_PROBLEM DESCRIPTION_.
How many lines below hold the string "replies"? Report that number alone.

---------- DATA FOR THE TASK ----------

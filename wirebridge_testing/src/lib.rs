//! Utilities for driving a [`Bridge`](wirebridge::Bridge) over in-memory
//! WebSocket connections during tests.
//!
//! The remote side of each connection is a [`TestPeer`], a scripted host that
//! sends JSON frames and reads the bridge's replies with a timeout.
//!
//! ```rust
//! use serde_json::json;
//! use wirebridge::Bridge;
//! use wirebridge_testing::drive_with_frames;
//!
//! # async fn example(bridge: Bridge) {
//! let replies = drive_with_frames(
//!     &bridge,
//!     [json!({"TraceId": "t1", "Id": "r1", "Method": "ping", "Type": "request"})],
//! )
//! .await;
//! # }
//! ```

mod drive;
pub mod logging;
mod peer;

pub use drive::{drive_with_frames, serve};
pub use logging::{LoggerHandle, logger};
pub use peer::{DEFAULT_RECV_TIMEOUT, TestPeer, WsPair};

----------

_COMPLETED TASK_.
2